5. Medo de que sua droga deixe de produzir efeitos
Desde que as grandes indústrias farmacêuticas descobriram que era fácil acrescentar mais drogas a uma droga original — seja para crianças ou pessoas com doenças mentais –, começou a era das drogas “agregadas” e das condições “resistentes a tratamento”. Seu remédio pode não funcionar, dizem novas campanhas do Alility ou Seroquel, porque você precisa de uma segunda droga para ativar a primeira e torná-la mais efetiva. A redefinição da depressão, para vender medicamentos, foi particularmente furtiva. Médicos financiados pela indústria reclassificaram a doença como uma condição para a vida toda, que requer uso permanente de drogas. E há mais! Quase sem evidência médica alguma, a depressão foi considerada “progressiva” — o que, é claro, ampliou seu potencial de produzir medo. “À medida em que o número de grandes episódios depressivos aumento, o risco de episódios subsequentes é previsível”, alertava um artigo denominado Neurobiology of Depression: Major Depressive Disorder as a Progressive Illness [Neurobiologia da Depressão: o Grande Distúrbio Depressivo como Doença Progressiva], publicado no site médico Medscape, e ladeado por anúncios do antidepressivo Pristiq.
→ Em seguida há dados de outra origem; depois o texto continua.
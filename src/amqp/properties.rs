//! A reader for the flat `key=value` text format used to ship session parameters
//! (the `.properties` format).
use std::collections::BTreeMap;
use std::io::Read;
use std::ops::Range;
use std::str::Chars;

const HIGH_SURROGATES: Range<u32> = 0xD800..0xDC00;
const LOW_SURROGATES: Range<u32> = 0xDC00..0xE000;

/// The raw key/value pairs read from a properties source.
///
/// Keys are case-sensitive. When a key appears more than once the last occurrence wins.
#[derive(Debug, Clone, Default, PartialEq, Eq)]
pub struct Properties {
    entries: BTreeMap<String, String>,
}

impl Properties {
    /// Read all properties from `reader`.
    ///
    /// The source is decoded as UTF-8, falling back to ISO-8859-1 when it is not valid UTF-8.
    pub fn load(mut reader: impl Read) -> Result<Self, std::io::Error> {
        let mut raw = Vec::new();
        reader.read_to_end(&mut raw)?;
        let text = match String::from_utf8(raw) {
            Ok(text) => text,
            Err(e) => e.as_bytes().iter().map(|&byte| char::from(byte)).collect(),
        };
        Ok(Self::parse(&text))
    }

    /// Parse properties from an in-memory string.
    pub fn parse(text: &str) -> Self {
        let mut entries = BTreeMap::new();
        let mut lines = text.lines();
        while let Some(line) = lines.next() {
            let mut logical = line.trim_start().to_owned();
            if logical.is_empty() || logical.starts_with('#') || logical.starts_with('!') {
                continue;
            }
            // A line ending with an odd number of backslashes continues on the next one.
            while ends_with_continuation(&logical) {
                logical.pop();
                match lines.next() {
                    Some(next) => logical.push_str(next.trim_start()),
                    None => break,
                }
            }
            let (key, value) = split_entry(&logical);
            entries.insert(unescape(key), unescape(value));
        }
        Self { entries }
    }

    /// Look up the value associated with `key`.
    pub fn get(&self, key: &str) -> Option<&str> {
        self.entries.get(key).map(String::as_str)
    }
}

impl<K: Into<String>, V: Into<String>> FromIterator<(K, V)> for Properties {
    fn from_iter<I: IntoIterator<Item = (K, V)>>(iter: I) -> Self {
        Self {
            entries: iter
                .into_iter()
                .map(|(k, v)| (k.into(), v.into()))
                .collect(),
        }
    }
}

fn ends_with_continuation(line: &str) -> bool {
    line.chars().rev().take_while(|c| *c == '\\').count() % 2 == 1
}

/// Split a logical line on the first unescaped `=`, `:` or whitespace.
fn split_entry(line: &str) -> (&str, &str) {
    let mut escaped = false;
    for (i, c) in line.char_indices() {
        if escaped {
            escaped = false;
            continue;
        }
        match c {
            '\\' => escaped = true,
            '=' | ':' => return (&line[..i], line[i + 1..].trim_start()),
            c if c.is_whitespace() => {
                let rest = line[i..].trim_start();
                let rest = rest
                    .strip_prefix('=')
                    .or_else(|| rest.strip_prefix(':'))
                    .unwrap_or(rest);
                return (&line[..i], rest.trim_start());
            }
            _ => {}
        }
    }
    (line, "")
}

fn unescape(raw: &str) -> String {
    let mut out = String::with_capacity(raw.len());
    let mut chars = raw.chars();
    while let Some(c) = chars.next() {
        if c != '\\' {
            out.push(c);
            continue;
        }
        match chars.next() {
            Some('t') => out.push('\t'),
            Some('n') => out.push('\n'),
            Some('r') => out.push('\r'),
            Some('f') => out.push('\u{c}'),
            Some('u') => {
                let code: String = chars.by_ref().take(4).collect();
                match decode_code_unit(&code, &mut chars) {
                    Some(decoded) => out.push(decoded),
                    // Malformed escapes are kept verbatim.
                    None => {
                        out.push_str("\\u");
                        out.push_str(&code);
                    }
                }
            }
            Some(other) => out.push(other),
            None => {}
        }
    }
    out
}

/// Decode the hex digits of a `\uXXXX` escape.
///
/// A high surrogate is only valid when immediately followed by an escaped low surrogate,
/// which is then consumed from `rest`.
fn decode_code_unit(code: &str, rest: &mut Chars<'_>) -> Option<char> {
    let unit = u32::from_str_radix(code, 16).ok()?;
    if !HIGH_SURROGATES.contains(&unit) {
        return char::from_u32(unit);
    }
    let mut lookahead = rest.clone();
    if lookahead.next() != Some('\\') || lookahead.next() != Some('u') {
        return None;
    }
    let low_code: String = lookahead.by_ref().take(4).collect();
    let low = u32::from_str_radix(&low_code, 16)
        .ok()
        .filter(|low| LOW_SURROGATES.contains(low))?;
    *rest = lookahead;
    char::from_u32(0x10000 + ((unit - HIGH_SURROGATES.start) << 10) + (low - LOW_SURROGATES.start))
}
6. Medo de doenças silenciosas
E se você não apresentar sintomas e estiver se sentindo bem? Isso não significa que você não sofre de condições silenciosas, que podem estar ameaçando sua saída sem que você saiba. Nenhuma pílula, na história, foi tão bem sucedida como a estatina Lipitor, com sua campanha de TV “Know Your Numbers” [Conheça seus Números] e o medo crescente de ataques cardíacos relacionados ao colesterol. Milhões de pessoas usam estatinas para proteger contra o medo de doenças cardíacas silenciosas, embora recentemente, em alguns estudos, o colesterol tenha sido excluído, como risco central de doença cardíaca (ainda bem que a patente do Lipitor expirou…). Também as campanhas da indústria farmacêutica que amedrontam as mulheres sobre perda silenciosa de ossos venderam drogas anti-oesteosporose como Fosamax, Boniva e Prolia, ao convencerem mulheres que algum dia, sem nenhum aviso, seus ossos em processo de enfraquecimento irão se partir. A previsão era verdadeira, com um pequeno detalhe: algumas das mulheres cujos ossos estalaram estavam usando drogas anti-osteosporose, cujos efeitos colaterais passaram a incluir fraturas!